Feb. 1, 2013                          Reiland Rabaka

Has African American History Month, or as many people call it, “Black History Month,” worn out its usefulness as some critics claim?

For example, actor Morgan Freeman told CBS 60 Minutes, "I don't want a black history month. Black history is American history."

CU-Boulder associate professor of African American Studies, Reiland Rabaka, agrees African-American history is American history, but he says, until every American thinks in those terms we need to continue African America History Month.
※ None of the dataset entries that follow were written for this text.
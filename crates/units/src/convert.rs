//! Quantity conversion.
//!
//! Canonical direction, applied uniformly: the factor expresses how many
//! secondary units equal one primary unit. Primary → secondary multiplies;
//! the inverse conversion divides. Round-trips are exact within the float
//! tolerance.

use stockbook_core::{DomainError, DomainResult};

use crate::unit::{Unit, UnitScheme};

fn usable_factor(factor: Option<f64>) -> DomainResult<f64> {
    match factor {
        None => Err(DomainError::invalid_conversion(
            "no conversion factor configured",
        )),
        Some(f) if !f.is_finite() => Err(DomainError::invalid_conversion(
            "conversion factor must be finite",
        )),
        Some(f) if f <= 0.0 => Err(DomainError::invalid_conversion(format!(
            "conversion factor must be positive, got {f}"
        ))),
        Some(f) => Ok(f),
    }
}

/// Primary-unit quantity → secondary-unit quantity.
pub fn to_secondary(primary_qty: f64, factor: Option<f64>) -> DomainResult<f64> {
    Ok(primary_qty * usable_factor(factor)?)
}

/// Secondary-unit quantity → primary-unit quantity.
pub fn to_primary(secondary_qty: f64, factor: Option<f64>) -> DomainResult<f64> {
    Ok(secondary_qty / usable_factor(factor)?)
}

/// Convert `quantity` from `from` to `to` under `scheme`.
///
/// Same unit on both sides returns the quantity unchanged, even without a
/// configured factor. Units outside the scheme are rejected.
pub fn convert(quantity: f64, from: &Unit, to: &Unit, scheme: &UnitScheme) -> DomainResult<f64> {
    if from.same_as(to) {
        return Ok(quantity);
    }

    let factor = scheme.secondary.as_ref().map(|s| s.factor);
    let secondary = scheme.secondary.as_ref().map(|s| &s.unit);

    if from.same_as(&scheme.primary) && secondary.is_some_and(|s| to.same_as(s)) {
        return to_secondary(quantity, factor);
    }
    if to.same_as(&scheme.primary) && secondary.is_some_and(|s| from.same_as(s)) {
        return to_primary(quantity, factor);
    }

    Err(DomainError::invalid_conversion(format!(
        "cannot convert {} -> {}: units are not part of this item's scheme",
        from.code, to.code
    )))
}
CUT 1 “Obviously, African-American history month remains important. The fact that people can get high school diplomas, the fact that people can get college degrees, masters, and PhD’s and never take a single course in African-American history, I think speaks to the relevance, the continued relevance if you will, of African-American History Month. (:14) Until every American sees African-American history, culture, struggle as American history, culture and struggle, and not something on the side we will, we will definitely need African-American History month.” (:31)

The roots for African American History Month reach back to 1926 when historian Carter G. Woodson designated the second week of February to be "Negro History Week." In 1976 it was officially expanded to a month by the federal government. Rabaka says Woodson created the holiday with the hope that it eventually there were be no need for it when black history became fundamental to American history.
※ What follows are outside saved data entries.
//! Ledger transactions and the running-balance rules.

use chrono::{DateTime, Duration, NaiveDate, Utc};
use serde::{Deserialize, Serialize};

use stockbook_core::{
    DomainError, DomainResult, EntryId, PartyId, ValueObject, is_positive_amount,
};

/// Largest amount a single transaction may carry.
pub const MAX_AMOUNT: f64 = 999_999_999.99;

/// Description length bounds (after trimming).
pub const MIN_DESCRIPTION: usize = 3;
pub const MAX_DESCRIPTION: usize = 500;

/// Exactly one side of a ledger entry, by construction.
#[derive(Debug, Clone, Copy, PartialEq, Serialize, Deserialize)]
#[serde(rename_all = "lowercase")]
pub enum EntryAmount {
    Debit(f64),
    Credit(f64),
}

impl EntryAmount {
    /// Magnitude regardless of side.
    pub fn value(&self) -> f64 {
        match self {
            EntryAmount::Debit(v) | EntryAmount::Credit(v) => *v,
        }
    }

    /// Effect on the running balance: debits add, credits subtract.
    pub fn signed(&self) -> f64 {
        match self {
            EntryAmount::Debit(v) => *v,
            EntryAmount::Credit(v) => -*v,
        }
    }

    pub fn debit(&self) -> f64 {
        match self {
            EntryAmount::Debit(v) => *v,
            EntryAmount::Credit(_) => 0.0,
        }
    }

    pub fn credit(&self) -> f64 {
        match self {
            EntryAmount::Debit(_) => 0.0,
            EntryAmount::Credit(v) => *v,
        }
    }
}

impl ValueObject for EntryAmount {}

#[derive(Debug, Clone, Copy, PartialEq, Eq, Serialize, Deserialize)]
#[serde(rename_all = "lowercase")]
pub enum TransactionKind {
    Sale,
    Purchase,
    Payment,
    Adjustment,
}

#[derive(Debug, Clone, Copy, PartialEq, Eq, Serialize, Deserialize)]
#[serde(rename_all = "snake_case")]
pub enum PaymentMethod {
    Cash,
    Card,
    BankTransfer,
    Cheque,
    Other,
}

/// A committed ledger transaction.
///
/// Amounts are immutable once committed; `running_balance` is derived state
/// and is rewritten when a backdated entry lands earlier in the sequence.
#[derive(Debug, Clone, PartialEq, Serialize, Deserialize)]
pub struct LedgerTransaction {
    pub id: EntryId,
    pub party_id: PartyId,
    pub transaction_date: NaiveDate,
    /// Per-party insertion order; breaks ties between same-date entries.
    pub sequence: u64,
    pub description: String,
    pub reference: Option<String>,
    pub amount: EntryAmount,
    pub running_balance: f64,
    pub kind: TransactionKind,
    pub payment_method: Option<PaymentMethod>,
    pub notes: Option<String>,
    pub recorded_at: DateTime<Utc>,
}

impl LedgerTransaction {
    /// Chronological ordering key.
    pub fn order_key(&self) -> (NaiveDate, u64) {
        (self.transaction_date, self.sequence)
    }
}

/// What a caller submits. Ids, sequence and running balance are assigned at
/// posting time.
#[derive(Debug, Clone, PartialEq, Serialize, Deserialize)]
pub struct Posting {
    pub party_id: PartyId,
    pub transaction_date: NaiveDate,
    pub description: String,
    pub amount: EntryAmount,
    pub kind: TransactionKind,
    pub reference: Option<String>,
    pub payment_method: Option<PaymentMethod>,
    pub notes: Option<String>,
}

impl Posting {
    /// Materialize as a transaction at `sequence`. The running balance is a
    /// placeholder until [`recompute_running_balances`] runs.
    pub fn into_transaction(self, sequence: u64) -> LedgerTransaction {
        LedgerTransaction {
            id: EntryId::new(),
            party_id: self.party_id,
            transaction_date: self.transaction_date,
            sequence,
            description: self.description.trim().to_string(),
            reference: self.reference,
            amount: self.amount,
            running_balance: 0.0,
            kind: self.kind,
            payment_method: self.payment_method,
            notes: self.notes,
            recorded_at: Utc::now(),
        }
    }
}

/// Validate a posting against the amount, description and date rules.
/// `today` is passed explicitly so callers and tests share one clock.
pub fn validate_posting(posting: &Posting, today: NaiveDate) -> DomainResult<()> {
    let value = posting.amount.value();
    if !is_positive_amount(value) {
        return Err(DomainError::validation("amount must be positive"));
    }
    if value > MAX_AMOUNT {
        return Err(DomainError::validation(format!(
            "amount exceeds the maximum of {MAX_AMOUNT}"
        )));
    }

    let description = posting.description.trim();
    if description.len() < MIN_DESCRIPTION || description.len() > MAX_DESCRIPTION {
        return Err(DomainError::validation(format!(
            "description must be {MIN_DESCRIPTION} to {MAX_DESCRIPTION} characters"
        )));
    }

    if posting.transaction_date > today {
        return Err(DomainError::validation(
            "transaction date cannot be in the future",
        ));
    }
    if posting.transaction_date < today - Duration::days(365) {
        return Err(DomainError::validation(
            "transaction date is more than one year in the past",
        ));
    }

    Ok(())
}

/// Insert `txn` at its chronological position: after every entry dated on or
/// before it. `transactions` must already be ordered by `(date, sequence)`;
/// the new entry carries the party's highest sequence, so it lands after all
/// same-date entries.
pub fn insert_transaction(transactions: &mut Vec<LedgerTransaction>, txn: LedgerTransaction) {
    let at = transactions.partition_point(|t| t.transaction_date <= txn.transaction_date);
    transactions.insert(at, txn);
}

/// Recompute every running balance in chronological order from the opening
/// balance: `balance[n] = balance[n-1] + debit[n] - credit[n]`. Restores the
/// ledger invariant for the whole sequence after a backdated insert.
pub fn recompute_running_balances(opening_balance: f64, transactions: &mut [LedgerTransaction]) {
    let mut balance = opening_balance;
    for txn in transactions.iter_mut() {
        balance += txn.amount.signed();
        txn.running_balance = balance;
    }
}

/// Closing balance of an ordered list, or the opening balance when empty.
pub fn closing_balance(opening_balance: f64, transactions: &[LedgerTransaction]) -> f64 {
    transactions
        .last()
        .map_or(opening_balance, |t| t.running_balance)
}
CUT 2 “When Woodson started it, we’re talking about a person with a PhD from Harvard university in history. By 1976 they expand it into a month because literally African-Americans have created, made so much history, that it can’t be contained, obviously, in a week. (:18) All of America is better right now because of the contributions of African-Americans. And to not know those contributions it’s actually quite insulting. Because you have people who talk about slavery or they talk about the slave trade or they talk about Jim Crow and they cannot go into depth the way they can when we say George Washington or Thomas Jefferson.” (:35)

As an African-American, Rabaka isn’t disappointed that African-American history isn’t mainstream. He understands that social movements take time and inspiration.

CUT 3 “I cannot name for you a single social movement, whether we talk about the Russian Revolution, the French Revolution, the American Revolution, Spanish Revolution, you name it, I can’t name for you a single movement that has achieved every last one of its goals.” (:15)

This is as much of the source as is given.